Notre intérêt a été stimulé il y a quelques années lorsque nous avons participé à la campagne de sensibilisation « Transformer des vies » du Centre de toxicomanie et de santé mentale (CAMH) à Toronto. Inspirés par Michael Wilson, mon mari et moi avions fait un don au CAMH et je m’étais jointe au cabinet de la campagne et au conseil d’administration de la Fondation, car nous croyions tous les deux qu’il s’agissait d’une question de justice sociale.

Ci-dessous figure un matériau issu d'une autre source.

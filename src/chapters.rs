// Chapter detection and formatting for imported manuscripts

use regex::Regex;
use serde::{Deserialize, Serialize};
use std::sync::LazyLock;

/// Matches `第<numeral>章` or `Chapter <digits>` plus whatever follows on the same line.
const HEADING_PATTERN: &str = r"(?i)(?:第[零一二三四五六七八九十百千0-9]+章|chapter[^\S\n]+[0-9]+)[^\n]*";

/// Headings starting closer than this many characters to an accepted one are dropped.
const DEDUP_WINDOW: usize = 10;

const FALLBACK_TITLE: &str = "第一章";
const FORMAT_HEADER: &str = "===== 章节内容 =====";

static HEADING: LazyLock<Option<Regex>> = LazyLock::new(|| Regex::new(HEADING_PATTERN).ok());

#[derive(Debug, Clone, Serialize, Deserialize, PartialEq, Eq)]
pub struct Chapter {
    pub title: String,
    pub content: String,
}

impl Chapter {
    pub fn new(title: impl Into<String>, content: impl Into<String>) -> Self {
        Self {
            title: title.into(),
            content: content.into(),
        }
    }
}

#[derive(Debug)]
struct Heading<'a> {
    title: &'a str,
    offset: usize,
}

/// Split a manuscript into chapters at recognised headings.
///
/// Each chapter runs from its heading up to the next heading (or the end of
/// the text) and keeps the heading line in its content. Text before the first
/// heading is not part of any chapter. Returns an empty vec when nothing looks
/// like a heading; callers wanting a single catch-all chapter should use
/// [`split_or_whole`].
pub fn split_chapters(text: &str) -> Vec<Chapter> {
    let headings = find_headings(text);

    headings
        .iter()
        .enumerate()
        .map(|(i, heading)| {
            let end = headings.get(i + 1).map_or(text.len(), |next| next.offset);
            Chapter::new(heading.title, &text[heading.offset..end])
        })
        .collect()
}

/// Like [`split_chapters`], but wraps the whole text as one chapter when no heading is found.
pub fn split_or_whole(text: &str) -> Vec<Chapter> {
    let chapters = split_chapters(text);
    if chapters.is_empty() {
        tracing::debug!("no chapter headings found, importing as a single chapter");
        return vec![Chapter::new(FALLBACK_TITLE, text)];
    }
    chapters
}

fn find_headings(text: &str) -> Vec<Heading<'_>> {
    let Some(pattern) = HEADING.as_ref() else {
        return Vec::new();
    };

    let mut accepted: Vec<(usize, Heading<'_>)> = Vec::new();
    let mut scanned_bytes = 0;
    let mut scanned_chars = 0;

    for m in pattern.find_iter(text) {
        scanned_chars += text[scanned_bytes..m.start()].chars().count();
        scanned_bytes = m.start();

        let near_existing = accepted
            .iter()
            .any(|(chars, _)| chars.abs_diff(scanned_chars) < DEDUP_WINDOW);
        if near_existing {
            continue;
        }

        accepted.push((
            scanned_chars,
            Heading {
                title: m.as_str().trim(),
                offset: m.start(),
            },
        ));
    }

    accepted.sort_by_key(|(_, heading)| heading.offset);
    accepted.into_iter().map(|(_, heading)| heading).collect()
}

/// Replace the text of chapter `index`, or append a new chapter when `index`
/// is one past the end. Returns false when `index` is further out.
pub fn put_chapter(chapters: &mut Vec<Chapter>, index: usize, title: Option<String>, content: String) -> bool {
    let len = chapters.len();
    if index < len {
        let chapter = &mut chapters[index];
        chapter.content = content;
        if let Some(title) = title {
            chapter.title = title;
        }
        true
    } else if index == len {
        let title = title.unwrap_or_else(|| format!("章节 {}", index + 1));
        chapters.push(Chapter::new(title, content));
        true
    } else {
        false
    }
}

/// Append generated text to the end of chapter `index`, after a blank line.
pub fn append_to_chapter(chapters: &mut [Chapter], index: usize, text: &str) -> bool {
    let Some(chapter) = chapters.get_mut(index) else {
        return false;
    };
    chapter.content.push_str("\n\n");
    chapter.content.push_str(text);
    true
}

/// Renders selected chapters into the block sent along with an instruction.
pub struct ChapterFormatter;

impl ChapterFormatter {
    /// Selected chapters in selection order; out-of-range indices are skipped.
    pub fn format(chapters: &[Chapter], selected: &[usize]) -> String {
        let body = selected
            .iter()
            .filter_map(|&index| chapters.get(index).map(|chapter| (index, chapter)))
            .map(|(index, chapter)| {
                let title = if chapter.title.is_empty() {
                    format!("章节 {}", index + 1)
                } else {
                    chapter.title.clone()
                };
                format!("# {title}\n\n{}", chapter.content)
            })
            .collect::<Vec<_>>()
            .join("\n\n---\n\n");

        let body = if body.is_empty() { "无内容" } else { &body };
        format!("{FORMAT_HEADER}\n\n{body}")
    }

    pub fn format_prompt(chapters: &[Chapter], selected: &[usize], prompt: &str) -> String {
        format!("{prompt}\n\n{}", Self::format(chapters, selected))
    }
}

Lorsque la Fondation m’a demandé si j’accepterais de figurer sur des affiches publicitaires qui seraient distribuées partout à Toronto, je n’ai pas hésité. J’ai alors décidé de raconter l’histoire de Catherine, avec sa permission bien entendu.
Souffrant d’un trouble panique et anxieux, Catherine était prête à en parler ouvertement. Au début, nous avons un peu hésité à participer à cette campagne publicitaire, car nous pensions que Catherine n’était pas assez malade et que son cas n’était pas aussi grave ou dramatique que ceux des autres annonces qui relataient des expériences de suicide et de schizophrénie. Néanmoins, une fois l’annonce publiée, notre histoire a suscité des réactions; plusieurs personnes nous ont remerciées pour notre franchise et voulaient nous parler de leur propre expérience. Ayant constaté de première main les besoins criants de sensibilisation en matière de santé mentale, nous nous sommes dit que la chose la plus importante pour nous était de consacrer du temps à cette cause pour attirer l’attention sur cette question. Depuis, nous avons présenté à de nombreuses conférences.
Selon moi, notre annonce a touché les gens en partie parce qu’il s’agissait d’un parent qui s’inquiétait pour son enfant malade et qui cherchait des réponses. À bien des égards, la maladie mentale est une maladie affectant les jeunes, car 70 % des troubles psychiatriques émergent à l’adolescence. C’est le type de maladie qui se manifeste le plus fréquemment dans ce groupe d’âge.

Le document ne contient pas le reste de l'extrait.